BlackRock, which has the world's largest bond ETF platform by assets, is constantly monitoring the industry and looks "very selectively" at certain products at different times, Mr. Laipply, a managing director, said in an interview Wednesday.
"This isn't a reactionary strategy at all," he said. "We have a very, very long-term view of our client segments and how they're using the products and how they view total cost of ownership."
The iShares MBS ETF saw its net expense ratio drop to 0.04% from 0.06%, while the iShares 0-5 Year TIPS Bond ETF's expense ratio declined to 0.03% from 0.05%. The changes were reflected in Securities and Exchange Commission filings Wednesday.
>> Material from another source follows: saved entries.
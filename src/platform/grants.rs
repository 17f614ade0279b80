use std::{
    collections::BTreeMap,
    io::ErrorKind,
    path::{Path, PathBuf},
};

use anyhow::{Context, Result};
use serde::{Deserialize, Serialize};
use tracing::debug;

use super::{GrantMode, PermissionProvider, PermissionStatus};

pub const GRANTS_FILE: &str = "grants.json";

/// Content of `grants.json`. Operations are keyed by operation and then by owner.
#[derive(Debug, Default, Clone, PartialEq, Eq, Serialize, Deserialize)]
pub struct GrantTable {
    #[serde(default)]
    pub operations: BTreeMap<String, BTreeMap<String, GrantMode>>,
    #[serde(default)]
    pub permissions: BTreeMap<String, PermissionStatus>,
}

/// [PermissionProvider] backed by a JSON file. A missing file means nothing was granted yet.
pub struct FileGrantProvider {
    path: PathBuf,
}

impl FileGrantProvider {
    pub fn new(path: PathBuf) -> Self {
        Self { path }
    }

    pub fn in_dir(dir: &Path) -> Self {
        Self::new(dir.join(GRANTS_FILE))
    }

    pub fn load(&self) -> Result<GrantTable> {
        match std::fs::read_to_string(&self.path) {
            Ok(content) => serde_json::from_str(&content)
                .with_context(|| format!("Malformed grants file {:?}", self.path)),
            Err(e) if e.kind() == ErrorKind::NotFound => {
                debug!("No grants file at {:?}", self.path);
                Ok(GrantTable::default())
            }
            Err(e) => Err(e.into()),
        }
    }

    fn store(&self, table: &GrantTable) -> Result<()> {
        let content = serde_json::to_string_pretty(table)?;
        std::fs::write(&self.path, content)
            .with_context(|| format!("Failed to write grants file {:?}", self.path))?;
        Ok(())
    }

    pub fn set_operation_mode(&self, op: &str, owner_id: &str, mode: GrantMode) -> Result<()> {
        let mut table = self.load()?;
        table
            .operations
            .entry(op.to_owned())
            .or_default()
            .insert(owner_id.to_owned(), mode);
        self.store(&table)
    }

    pub fn set_calling_permission(&self, permission: &str, status: PermissionStatus) -> Result<()> {
        let mut table = self.load()?;
        table.permissions.insert(permission.to_owned(), status);
        self.store(&table)
    }
}

impl PermissionProvider for FileGrantProvider {
    fn check_operation_grant(
        &self,
        op: &str,
        process_id: u32,
        owner_id: &str,
    ) -> Result<GrantMode> {
        let table = self.load()?;
        let mode = table
            .operations
            .get(op)
            .and_then(|owners| owners.get(owner_id))
            .copied()
            .unwrap_or(GrantMode::Default);
        debug!("Operation {op} for {owner_id} (pid {process_id}) is {mode:?}");
        Ok(mode)
    }

    fn check_calling_permission(&self, permission: &str) -> Result<PermissionStatus> {
        let table = self.load()?;
        Ok(table
            .permissions
            .get(permission)
            .copied()
            .unwrap_or(PermissionStatus::Denied))
    }
}

#[cfg(test)]
mod tests {
    use anyhow::Result;
    use tempfile::tempdir;

    use crate::platform::{
        GrantMode, PermissionProvider, PermissionStatus, OP_GET_USAGE_STATS,
        PERMISSION_PACKAGE_USAGE_STATS,
    };

    use super::FileGrantProvider;

    #[test]
    fn test_missing_file_is_default() -> Result<()> {
        let dir = tempdir()?;
        let grants = FileGrantProvider::in_dir(dir.path());

        assert_eq!(
            grants.check_operation_grant(OP_GET_USAGE_STATS, 1, "usagestats")?,
            GrantMode::Default
        );
        assert_eq!(
            grants.check_calling_permission(PERMISSION_PACKAGE_USAGE_STATS)?,
            PermissionStatus::Denied
        );
        Ok(())
    }

    #[test]
    fn test_modes_are_per_owner() -> Result<()> {
        let dir = tempdir()?;
        let grants = FileGrantProvider::in_dir(dir.path());
        grants.set_operation_mode(OP_GET_USAGE_STATS, "usagestats", GrantMode::Allowed)?;
        grants.set_operation_mode(OP_GET_USAGE_STATS, "other", GrantMode::Denied)?;
        grants.set_calling_permission(PERMISSION_PACKAGE_USAGE_STATS, PermissionStatus::Granted)?;

        assert_eq!(
            grants.check_operation_grant(OP_GET_USAGE_STATS, 1, "usagestats")?,
            GrantMode::Allowed
        );
        assert_eq!(
            grants.check_operation_grant(OP_GET_USAGE_STATS, 1, "other")?,
            GrantMode::Denied
        );
        assert_eq!(
            grants.check_calling_permission(PERMISSION_PACKAGE_USAGE_STATS)?,
            PermissionStatus::Granted
        );
        Ok(())
    }

    #[test]
    fn test_malformed_file_is_an_error() -> Result<()> {
        let dir = tempdir()?;
        std::fs::write(dir.path().join(super::GRANTS_FILE), "{ not json")?;
        let grants = FileGrantProvider::in_dir(dir.path());
        assert!(grants.check_operation_grant(OP_GET_USAGE_STATS, 1, "usagestats").is_err());
        Ok(())
    }
}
On Dec. 17, Vanguard reported lower expense ratios for 17 fund shares, including nine fixed-income ETFs, according to a news release. Those nine funds included four corporate bond ETFs and a mortgage-backed securities ETF. They did not include a TIPS ETF. Vanguard's move came after State Street Global Advisors on Dec. 1 reduced expense ratios on three SPDR Portfolio bond ETFs.
Todd Rosenbluth, head of ETF and mutual fund research at CFRA, said BlackRock's move likely stemmed from demand for such products rather than a reaction to moves by competitors.
"This is likely more the result of strong demand for fixed income ETFs, with another record year of net inflows, and iShares believing that there's room for further growth particularly with institutional investors seeking the liquidity and diversification ETFs provide," Mr. Rosenbluth said in an email Thursday. "BlackRock has the scale to keep costs low."
The $25 billion iShares MBS ETF "is increasingly being used by traditional institutions like asset managers for mortgage allocation," Mr. Laipply said, adding that the $9.1 billion iShares 0-5 Year TIPS Bond ETF "is something that's quite timely as you know because of inflation."